Davi conta que foi ao local apenas para observar aves, atividade que pratica com frequência. Com a câmera em mãos, começou registrando espécies comuns, como anu-preto, tiziu e bem-te-vi, quando percebeu a movimentação diferente.
“Logo observei um indivíduo adulto de sovi no local e comecei a fotografá-lo. Nesse meio tempo, notei também um indivíduo jovem em um galho próximo, que vocalizava bastante”, relatou Orica.

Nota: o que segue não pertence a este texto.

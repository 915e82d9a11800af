// src/synth_options.rs
//! Fixed, deterministic synthesis configuration.
//!
//! Integration apps are synthesized against a fake account and region with
//! every environment lookup answered from context, so that the output does
//! not depend on the machine or credentials the verifier runs with.

use serde::{Deserialize, Serialize};
use serde_json::{Value, json};
use std::collections::BTreeMap;
use std::path::Path;

use crate::error::{AppError, Result};

pub const TEST_ACCOUNT: &str = "12345678";
pub const TEST_REGION: &str = "test-region";

const AVAILABILITY_ZONE_FALLBACK_CONTEXT_KEY: &str = "@aws-cdk/core:availabilityZoneFallback";

#[derive(Debug, Clone, PartialEq, Serialize, Deserialize)]
pub struct SynthOptions {
    /// Context values handed to the app as `CDK_CONTEXT_JSON`.
    #[serde(default)]
    pub context: BTreeMap<String, Value>,
    /// Extra environment variables for the app process.
    #[serde(default)]
    pub env: BTreeMap<String, String>,
}

impl Default for SynthOptions {
    fn default() -> Self {
        let zones = json!(["test-region-1a", "test-region-1b", "test-region-1c"]);
        let ssm = |parameter: &str| {
            format!("ssm:account={TEST_ACCOUNT}:parameterName={parameter}:region={TEST_REGION}")
        };

        let mut context = BTreeMap::new();
        context.insert(AVAILABILITY_ZONE_FALLBACK_CONTEXT_KEY.to_string(), zones.clone());
        context.insert(
            format!("availability-zones:account={TEST_ACCOUNT}:region={TEST_REGION}"),
            zones,
        );
        context.insert(
            ssm("/aws/service/ami-amazon-linux-latest/amzn-ami-hvm-x86_64-gp2"),
            json!("ami-1234"),
        );
        context.insert(
            ssm("/aws/service/ami-amazon-linux-latest/amzn2-ami-hvm-x86_64-gp2"),
            json!("ami-1234"),
        );
        context.insert(
            ssm("/aws/service/ecs/optimized-ami/amazon-linux/recommended"),
            json!("{\"image_id\": \"ami-1234\"}"),
        );
        context.insert(
            format!(
                "ami:account={TEST_ACCOUNT}:filters.image-type.0=machine:filters.name.0=amzn-ami-vpc-nat-*:filters.state.0=available:owners.0=amazon:region={TEST_REGION}"
            ),
            json!("ami-1234"),
        );
        context.insert(
            format!(
                "vpc-provider:account={TEST_ACCOUNT}:filter.isDefault=true:region={TEST_REGION}:returnAsymmetricSubnets=true"
            ),
            default_vpc(),
        );

        let env = BTreeMap::from([
            ("CDK_INTEG_ACCOUNT".to_string(), TEST_ACCOUNT.to_string()),
            ("CDK_INTEG_REGION".to_string(), TEST_REGION.to_string()),
        ]);

        Self { context, env }
    }
}

fn default_vpc() -> Value {
    json!({
        "vpcId": "vpc-60900905",
        "subnetGroups": [
            {
                "type": "Public",
                "name": "Public",
                "subnets": [
                    {
                        "cidr": "172.31.0.0/20",
                        "subnetId": "subnet-e19455ca",
                        "availabilityZone": "us-east-1a",
                        "routeTableId": "rtb-e19455ca"
                    },
                    {
                        "cidr": "172.31.16.0/20",
                        "subnetId": "subnet-e0c24797",
                        "availabilityZone": "us-east-1b",
                        "routeTableId": "rtb-e0c24797"
                    },
                    {
                        "cidr": "172.31.32.0/20",
                        "subnetId": "subnet-ccd77395",
                        "availabilityZone": "us-east-1c",
                        "routeTableId": "rtb-ccd77395"
                    }
                ]
            }
        ]
    })
}

impl SynthOptions {
    /// Load options from a YAML (or JSON, which is valid YAML) file.
    ///
    /// Keys missing from the file fall back to empty maps, not to the
    /// built-in defaults.
    ///
    /// # Errors
    /// Returns an error if the file cannot be read or parsed.
    pub fn from_file(path: &Path) -> Result<Self> {
        let text = std::fs::read_to_string(path).map_err(|source| AppError::FileRead {
            path: path.to_path_buf(),
            source,
        })?;
        serde_yaml::from_str(&text).map_err(|source| AppError::SynthOptions {
            path: path.to_path_buf(),
            source,
        })
    }

    /// The context serialized the way apps expect it in `CDK_CONTEXT_JSON`.
    #[must_use]
    pub fn context_json(&self) -> String {
        Value::Object(self.context.clone().into_iter().collect()).to_string()
    }
}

Em determinado momento, o adulto voou em direção a uma área mais residencial e saiu do campo de visão. Davi continuou observando o jovem, até que decidiu ir embora para o almoço de Natal. Mas um novo chamado da ave mudou tudo.
“Ouvi o jovem vocalizando novamente e resolvi voltar só para dar uma última olhada. Foi quando vi o adulto de volta, com algo se mexendo entre as patas.”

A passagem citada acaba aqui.